- _Stored items_:
────

use serde::Deserialize;
use std::fmt;
use std::path::PathBuf;
use std::time::Duration;

/// Main configuration structure for Talent-Harvest
#[derive(Debug, Clone, Deserialize)]
pub struct Config {
    pub migrate: MigrateConfig,
    #[serde(default)]
    pub crawler: CrawlerConfig,
}

impl Config {
    /// Returns the immutable credential for this run
    pub fn credential(&self) -> Credential {
        Credential {
            client_id: self.migrate.client_id.clone(),
            client_secret: self.migrate.client_secret.clone(),
            tenant: self.migrate.tenant.clone(),
            hostname: self.migrate.hostname.clone(),
            username: self.migrate.username.clone(),
            password: self.migrate.password.clone(),
        }
    }

    /// Root of the mirror tree
    pub fn apps_dir(&self) -> PathBuf {
        PathBuf::from(&self.migrate.apps_dir)
    }
}

/// Connection and output settings, one flat table
#[derive(Clone, Deserialize)]
pub struct MigrateConfig {
    pub client_id: String,
    pub client_secret: String,
    pub tenant: String,
    pub hostname: String,
    pub username: String,
    pub password: String,
    pub apps_dir: String,

    /// Accepted for compatibility with existing config files; not used
    #[serde(default)]
    pub userkey: Option<String>,

    /// Host of the identity provider
    #[serde(default = "default_signin_host")]
    pub signin_host: String,
}

impl fmt::Debug for MigrateConfig {
    fn fmt(&self, f: &mut fmt::Formatter<'_>) -> fmt::Result {
        f.debug_struct("MigrateConfig")
            .field("client_id", &self.client_id)
            .field("client_secret", &"<redacted>")
            .field("tenant", &self.tenant)
            .field("hostname", &self.hostname)
            .field("username", &self.username)
            .field("password", &"<redacted>")
            .field("apps_dir", &self.apps_dir)
            .field("signin_host", &self.signin_host)
            .finish()
    }
}

/// Crawler behavior configuration
#[derive(Debug, Clone, Deserialize)]
#[serde(rename_all = "kebab-case")]
pub struct CrawlerConfig {
    /// Per-request timeout (seconds)
    #[serde(default = "default_request_timeout")]
    pub request_timeout_secs: u64,

    /// TCP connect timeout (seconds)
    #[serde(default = "default_connect_timeout")]
    pub connect_timeout_secs: u64,

    /// Wall-clock budget for one application branch (seconds)
    #[serde(default = "default_branch_timeout")]
    pub branch_timeout_secs: u64,

    /// Number of application branches walked at the same time
    #[serde(default = "default_concurrency")]
    pub max_concurrent_applications: usize,

    /// Maximum relation nesting below an application
    #[serde(default = "default_max_depth")]
    pub max_depth: u32,
}

impl CrawlerConfig {
    pub fn request_timeout(&self) -> Duration {
        Duration::from_secs(self.request_timeout_secs)
    }

    pub fn connect_timeout(&self) -> Duration {
        Duration::from_secs(self.connect_timeout_secs)
    }

    pub fn branch_timeout(&self) -> Duration {
        Duration::from_secs(self.branch_timeout_secs)
    }
}

impl Default for CrawlerConfig {
    fn default() -> Self {
        Self {
            request_timeout_secs: default_request_timeout(),
            connect_timeout_secs: default_connect_timeout(),
            branch_timeout_secs: default_branch_timeout(),
            max_concurrent_applications: default_concurrency(),
            max_depth: default_max_depth(),
        }
    }
}

/// Client credentials and account identity, fixed for the lifetime of a run
#[derive(Clone, PartialEq, Eq)]
pub struct Credential {
    pub client_id: String,
    pub client_secret: String,
    pub tenant: String,
    pub hostname: String,
    pub username: String,
    pub password: String,
}

impl fmt::Debug for Credential {
    fn fmt(&self, f: &mut fmt::Formatter<'_>) -> fmt::Result {
        f.debug_struct("Credential")
            .field("client_id", &self.client_id)
            .field("client_secret", &"<redacted>")
            .field("tenant", &self.tenant)
            .field("hostname", &self.hostname)
            .field("username", &self.username)
            .field("password", &"<redacted>")
            .finish()
    }
}

fn default_signin_host() -> String {
    "signin.ultipro.com".to_string()
}

fn default_request_timeout() -> u64 {
    30
}

fn default_connect_timeout() -> u64 {
    10
}

fn default_branch_timeout() -> u64 {
    900
}

fn default_concurrency() -> usize {
    1
}

fn default_max_depth() -> u32 {
    32
}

────

The lines holding the word "derive" are the answer. Pull them out of the records and copy them.

#[derive(Debug, Clone, Deserialize)]
#[derive(Clone, Deserialize)]
#[derive(Debug, Clone, Deserialize)]
#[derive(Clone, PartialEq, Eq)]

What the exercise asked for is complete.